Abbildung aus dem Buch "Der Swangern frawen vnd hebammen roszgarten" von Eucharius Rösslin, 1513.
Marie Colinet startete als Hebamme und wurde eine der einflussreichsten Ärztinnen ihrer Zeit. Wikimedia
Doch das Leben von Marie und Guillaume war nicht nur von medizinischen Triumphen geprägt. Der Dreissigjährige Krieg, der Europa erschütterte, machte das Leben des protestantischen Ehepaars unsicher. Sie zogen mehrmals um und liessen sich schliesslich im ihrer Ansicht nach sicheren Bern nieder. Guillaume starb 1634, doch Marie blieb bis zu ihrem eigenen Tod 1638 eine unvergleichliche Figur der Medizin.

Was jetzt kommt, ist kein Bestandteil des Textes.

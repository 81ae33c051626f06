//! Execution orchestration: archive extraction, script invocation,
//! and bounded-retry cleanup of execution artifacts.
//!
//! Whatever happens during extraction or execution, cleanup runs
//! before the outcome is reported, and a cleanup failure never
//! overrides the execution result — it is retried on a fixed delay
//! and, past the bound, logged as a fatal cleanup failure without
//! crashing the process.

use std::io;
use std::path::{Path, PathBuf};
use std::time::Duration;

use rand::Rng;
use tracing::{error, info, warn};

use scriptcast_core::{ARCHIVE_SUFFIX, CastError, SCRIPT_SUFFIX};

use crate::host::SessionHost;
use crate::runtime::ScriptRuntime;

/// Maximum deletion attempts per artifact.
pub const CLEANUP_ATTEMPTS: u32 = 10;

/// Fixed delay between deletion attempts (no backoff curve).
pub const CLEANUP_DELAY: Duration = Duration::from_secs(1);

/// A randomly suffixed artifact name, e.g. `upload-1f2ec9aa.lua`.
pub fn random_name(prefix: &str, ext: &str) -> String {
    let r: u32 = rand::rng().random();
    format!("{prefix}{r:08x}{ext}")
}

// ── ExecutionRequest ─────────────────────────────────────────────

/// Everything the upload phase produced for one execution.
#[derive(Debug, Clone)]
pub struct ExecutionRequest {
    /// The uploaded file, or the resolved shared path.
    pub script_path: PathBuf,
    /// The reference name as the client sent it (marker stripped for
    /// shared references). Drives archive-suffix resolution.
    pub reference_name: String,
    /// Argument string for the script.
    pub args: String,
    /// Whether the content is an archive requiring extraction.
    pub is_archive: bool,
    /// Whether the reference resolved into the shared directory.
    /// Shared files are never deleted.
    pub shared: bool,
}

// ── Orchestrator ─────────────────────────────────────────────────

/// Turns an uploaded/located file into a running script and
/// guarantees artifact cleanup afterward.
pub struct Orchestrator {
    download_dir: PathBuf,
    shared_dir: PathBuf,
}

impl Orchestrator {
    pub fn new(download_dir: impl Into<PathBuf>, shared_dir: impl Into<PathBuf>) -> Self {
        Self {
            download_dir: download_dir.into(),
            shared_dir: shared_dir.into(),
        }
    }

    /// Extract (if needed), run, then clean up. The cleanup protocol
    /// always runs; its outcome never changes the returned result.
    pub async fn execute(
        &self,
        request: &ExecutionRequest,
        host: &mut SessionHost,
        runtime: &dyn ScriptRuntime,
    ) -> Result<(), CastError> {
        let mut extract_dir: Option<PathBuf> = None;
        let result = self.run_inner(request, &mut extract_dir, host, runtime).await;
        self.cleanup(request, extract_dir.as_deref()).await;
        result
    }

    async fn run_inner(
        &self,
        request: &ExecutionRequest,
        extract_dir: &mut Option<PathBuf>,
        host: &mut SessionHost,
        runtime: &dyn ScriptRuntime,
    ) -> Result<(), CastError> {
        let script = if request.is_archive {
            self.extract(request, extract_dir)?
        } else {
            request.script_path.clone()
        };

        host.set_script_dir(script.parent().unwrap_or(Path::new(".")));
        info!("executing {}", script.display());
        runtime.run(&script, host).await
    }

    /// Unpack the archive into a fresh randomly named directory under
    /// the appropriate base, and resolve the inner script path from
    /// the original reference name.
    fn extract(
        &self,
        request: &ExecutionRequest,
        extract_dir: &mut Option<PathBuf>,
    ) -> Result<PathBuf, CastError> {
        let file_name = Path::new(&request.reference_name)
            .file_name()
            .and_then(|n| n.to_str())
            .ok_or(CastError::Archive(format!(
                "unusable archive reference: {}",
                request.reference_name
            )))?;
        let stem = file_name
            .strip_suffix(ARCHIVE_SUFFIX)
            .ok_or(CastError::Archive(format!(
                "archive reference {file_name} lacks the {ARCHIVE_SUFFIX} suffix"
            )))?;

        let base = if request.shared {
            &self.shared_dir
        } else {
            &self.download_dir
        };
        let dir = base.join(random_name("unpack-", ""));
        std::fs::create_dir_all(&dir)?;
        *extract_dir = Some(dir.clone());

        let file = std::fs::File::open(&request.script_path)?;
        zip::ZipArchive::new(file)
            .map_err(|e| CastError::Archive(format!("open archive: {e}")))?
            .extract(&dir)
            .map_err(|e| CastError::Archive(format!("extract archive: {e}")))?;

        Ok(dir.join(format!("{stem}{SCRIPT_SUFFIX}")))
    }

    /// Delete the uploaded file (never for shared references) and the
    /// extraction directory, each with bounded retry.
    async fn cleanup(&self, request: &ExecutionRequest, extract_dir: Option<&Path>) {
        if !request.shared {
            let path = request.script_path.clone();
            if let Err(e) = remove_with_retry(
                &path,
                || std::fs::remove_file(&path),
                CLEANUP_ATTEMPTS,
                CLEANUP_DELAY,
            )
            .await
            {
                error!("fatal cleanup failure: {e}");
            }
        }

        if let Some(dir) = extract_dir {
            if let Err(e) = remove_with_retry(
                dir,
                || std::fs::remove_dir_all(dir),
                CLEANUP_ATTEMPTS,
                CLEANUP_DELAY,
            )
            .await
            {
                error!("fatal cleanup failure: {e}");
            }
        }
    }
}

// ── Retry loop ───────────────────────────────────────────────────

/// Run a deletion op until it succeeds, the artifact is already gone,
/// or `attempts` is exhausted, sleeping `delay` between attempts.
pub async fn remove_with_retry<F>(
    path: &Path,
    mut op: F,
    attempts: u32,
    delay: Duration,
) -> Result<(), CastError>
where
    F: FnMut() -> io::Result<()>,
{
    for attempt in 1..=attempts {
        match op() {
            Ok(()) => return Ok(()),
            Err(e) if e.kind() == io::ErrorKind::NotFound => return Ok(()),
            Err(e) => {
                warn!(
                    "cleanup attempt {attempt}/{attempts} for {} failed: {e}",
                    path.display()
                );
                if attempt < attempts {
                    tokio::time::sleep(delay).await;
                }
            }
        }
    }
    Err(CastError::Cleanup {
        path: path.display().to_string(),
        attempts,
    })
}

// ── Tests ────────────────────────────────────────────────────────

Sie, die sich den damals geltenden Regeln widersetzte, die Grenzen sprengte und vielen Männern zeigte, dass auch Frauen in der Wissenschaft an vorderster Front stehen können, wurde 78 Jahre alt. Marie Colinet war mehr als nur eine Ärztin und Hebamme – sie war eine Revolutionärin, die mit einem Magneten, einer Salbenmischung und einer unerschütterlichen Überzeugung die Medizin nachhaltig veränderte. Ihr Name mag heute weniger bekannt sein als der ihres Mannes, doch ihre Leistungen sind ein Denkmal für das, was Frauen erreichen können, wenn sie an sich glauben.